3.      Image and Imagery.  An image is a  verbal representation of a sensory experience or of an object that can be known by one or more of the senses like sight, smell, touch and tastes.  Imagery is vivid descriptive language that appeals to one or more of the senses. The description of the speaker’s  dead beloved as being ,’ “Roll'd round in earth's diurnal course   With rocks, and stones, and trees” is an example of imagery.  The visual picture in our mind of earth revolving around the sun, and consequently the body and soul of the speaker’s beloved  revolving along with rocks, stones and trees suggests her as becoming one with Nature after her death.
4.      Irony. The speaker’s description of his beloved as  having ‘no motion or force’ and she is ‘revolving with the earth around the sun’ actually implies she is dead and the speaker cannot be one with her . This is also because the speaker, unlike his beloved, was always alienated from nature. This mismatch between what is said and what is meant is an example of irony. The speaker’s opinion that it was because of ‘the slumber’ which ‘sealed’ his spirit that he felt that his beloved was ‘ untouched’ by earthly things like mortality is ironic, because it is not really the slumber but his desire that his beloved should not be touched by death as he loves her deeply, that has made him blind to the fact.
5.      Symbol.  A symbol is an image which suggests or represents something other than itself. In poetry, a symbol represents both what it is, and additionally, a concept or an idea. The symbol of a white dove suggests "peace" and a cow in Indian culture symbolizes maternity, fertility, auspiciousness and divinity. ‘Slumber’, for instance, stands for the lack of knowing on the part of the speaker.
Now let’s look at another poem.

‘Eating Poetry by Mark Strand

Ink runs from the corners of my mouth.
There is no happiness like mine.
I have been eating poetry.
The librarian does not believe what she sees.
Her eyes are sad
and she walks with her hands in her dress.
The poems are gone.
The light is dim.
The dogs are on the basement stairs and coming up.

Their eyeballs roll,
their blond legs burn like brush.
The poor librarian begins to stamp her feet and weep.

She does not understand.
When I get on my knees and lick her hand,
she screams.
I am a new man.
I snarl at her and bark.
I romp with joy in the bookish dark.

(1979)
The experience of reading and relishing poetry transforms the reader into something almost nonhuman like the dog into which the speaker is transformed by the end of the  poem. The irony of the poem emerges when the speaker says, ‘ I am a new man’ when actually he on his knees, licking the librarian’s knees, snarls and barks at the librarian. 

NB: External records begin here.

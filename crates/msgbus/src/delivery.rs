//! The delivery callback contract, and the batch handed to it.
//!
//! Generalizes the exporter trait pair used elsewhere in this workspace for
//! "give me an async sink for a batch of domain objects, and let me box it
//! for dynamic dispatch": a plain `async fn` trait for implementers, plus a
//! boxed-future, object-safe twin so a subscription can hold
//! `Arc<dyn DeliveryCallbackBoxed>` without knowing the concrete type.

use crate::message::Message;
use std::future::Future;
use std::pin::Pin;
use thiserror::Error;

/// One delivery: a concatenated batch of messages plus the cursor string
/// that should be persisted to resume after it.
///
/// `next_cursor` is produced even when `items` is empty — a cursor must
/// round-trip past an overwritten range even when nothing new was
/// delivered, so the caller's position still advances.
#[derive(Debug, Clone)]
pub struct MessageResult {
    pub items: Vec<Message>,
    pub next_cursor: String,
    pub total_count: usize,
}

/// Opaque wrapper around whatever error a callback implementation raises.
///
/// The original specification treats a callback fault as an untyped
/// exception; this keeps that shape while still giving implementers a real
/// `std::error::Error` to report.
#[derive(Debug, Error)]
pub enum CallbackError {
    #[error("callback failed: {0}")]
    Failed(String),
    #[error(transparent)]
    Other(#[from] Box<dyn std::error::Error + Send + Sync>),
}

/// Implemented by delivery callbacks.
///
/// Returns `Ok(true)` to keep the subscription running, `Ok(false)` to stop
/// it (the subscription is disposed and one terminal cursor-only result is
/// delivered), or `Err` to fault the pump for this invocation.
pub trait DeliveryCallback: Send + Sync {
    fn deliver(
        &self,
        result: MessageResult,
    ) -> impl Future<Output = Result<bool, CallbackError>> + Send;
}

/// Object-safe twin of [`DeliveryCallback`], used internally so a
/// subscription can hold `Arc<dyn DeliveryCallbackBoxed>`.
pub trait DeliveryCallbackBoxed: Send + Sync {
    fn deliver_boxed(
        &self,
        result: MessageResult,
    ) -> Pin<Box<dyn Future<Output = Result<bool, CallbackError>> + Send + '_>>;
}

impl<T: DeliveryCallback> DeliveryCallbackBoxed for T {
    fn deliver_boxed(
        &self,
        result: MessageResult,
    ) -> Pin<Box<dyn Future<Output = Result<bool, CallbackError>> + Send + '_>> {
        Box::pin(self.deliver(result))
    }
}
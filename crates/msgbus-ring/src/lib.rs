//! `msgbus-ring` — cache-aligned, lock-free-read retained ring buffer.
//!
//! A per-topic message store: a fixed-capacity ring of slots indexed by a
//! monotonically increasing id, where reads are non-destructive random
//! access rather than a consuming cursor. Derived from a single-producer
//! single-consumer ring buffer, generalized so that any number of readers
//! can replay any still-retained range concurrently with writers.
//!
//! # Example
//!
//! ```
//! use msgbus_ring::{RetainedRing, StoreConfig};
//!
//! let store = RetainedRing::<&'static str>::new(StoreConfig::with_capacity(5000));
//! store.add("hello");
//! store.add("world");
//!
//! let (first_id, messages) = store.get_messages(0, 100);
//! assert_eq!(first_id, 0);
//! assert_eq!(messages, vec!["hello", "world"]);
//! ```

mod config;
mod invariants;
mod metrics;
mod store;

pub use config::{StoreConfig, DEFAULT_CAPACITY};
pub use metrics::{Metrics, MetricsSnapshot};
pub use store::RetainedRing;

The contrast between the human being and the dog is symbolic one. Contrary to the humanist belief about literature as humanizing, the poet seems to indicate that its sorcerous power turns humans being into primitive non-human being. This ‘anti or non-humanist’ perception of art is characteristic of the postmodern literature.


How To Appreciate Poetry: Some Tips

Though there is no one fixed way of reading poetry, here are some tips for analysis , comprehension and appreciation of poetry. The best way to do it is by asking questions as we go along reading the poem. Better we get at asking questions about the poem, the better we get at reading , analyzing and enjoying poetry. The skills of asking questions to poetry come with a lot of practice and interest. Keep jotting down the questions and thoughts that come to your mind as you go along.

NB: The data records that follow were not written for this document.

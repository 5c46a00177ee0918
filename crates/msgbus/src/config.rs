//! Bus configuration.
//!
//! Two plain structs with `Default` impls, following the same
//! `Config`/`Default`/preset-constants shape the ring crate already uses
//! rather than introducing a builder or a separate configuration
//! mechanism.

use msgbus_ring::StoreConfig;
use std::time::Duration;

/// Worker-pool tunables, read once at engine construction.
#[derive(Debug, Clone, Copy)]
pub struct EngineConfig {
    /// `3 * CPU count`.
    pub max_workers: usize,
    /// `CPU count`; idle workers beyond this many self-terminate.
    pub max_idle_workers: usize,
    /// Period of the safety-net timer that reschedules every subscription.
    pub idle_check_interval: Duration,
}

impl EngineConfig {
    /// Derives the tunables from the host's available parallelism, falling
    /// back to 4 if it can't be determined — matching how this workspace's
    /// own trace pipeline already sizes its worker count.
    #[must_use]
    pub fn from_available_parallelism() -> Self {
        let cpus = std::thread::available_parallelism()
            .map(std::num::NonZeroUsize::get)
            .unwrap_or(4);
        Self {
            max_workers: cpus * 3,
            max_idle_workers: cpus,
            idle_check_interval: Duration::from_secs(5),
        }
    }
}

impl Default for EngineConfig {
    fn default() -> Self {
        Self::from_available_parallelism()
    }
}

/// Top-level bus configuration.
#[derive(Debug, Clone, Copy)]
pub struct BusConfig {
    /// Per-topic message store sizing.
    pub store_config: StoreConfig,
    /// `maxMessages` used by `Subscribe` callers that don't specify one.
    pub default_max_messages: usize,
    pub engine: EngineConfig,
}

impl Default for BusConfig {
    fn default() -> Self {
        Self {
            store_config: StoreConfig::default(),
            default_max_messages: 100,
            engine: EngineConfig::default(),
        }
    }
}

1)      Why is this title given to the poem? The Title of the poem often indicates the theme or the subject of the poem, e. g. ‘Eating Poetry’.  Often the first line of the poem is the title as in ‘A Slumber did my Spirit Seal’. Very often titles are meant to arouse our curiosity rather than lead to the theme or the subject of the poem.

2)      Try to guess ‘the character’ of the speaker by reading for information about him or her. The speaker  in the first poem is the lover who has lost his beloved and the speaker in the second poem is the reader who relishes poetry.

3)      Read the poem carefully to find out the ‘story’ or ‘the plot’ of the poem by trying to guess ‘what happens’ to the speaker or some other characters.

4)       Ask yourself ‘what’ the speaker is saying and ‘how’ is he or she saying it.The speaker in the first poem is awakened by the grief due to the death of his beloved. The characters of both the speaker and his beloved are transformed. The lover realizes the mortality of his beloved and the beloved is transformed from a living human being into a spirit that is one with nature after death. The speaker in the second poem is transformed into a dog to the librarian’s horror.

5)      Ask yourself questions: is it divided into stanzas? Does it have rhymes ? If so what is its rhyme scheme? Does the poem have a fixed metrical patterning ? The first poem is written in iambic meter and has a fixed rhyme scheme. The second poem is written in ‘free verse’ and has no fixed metrical patterns.

6)       Ask yourself what is the ‘mood’ of the poem. The mood of the first poem is sad, serene and philosophical. The mood of the second poem is absurd, comical, dark and even sinister. Usually the poems use words for creating emotional impact instead of communicating any information or message.  Ask yourself how effective the poet has been in creating this impact upon you.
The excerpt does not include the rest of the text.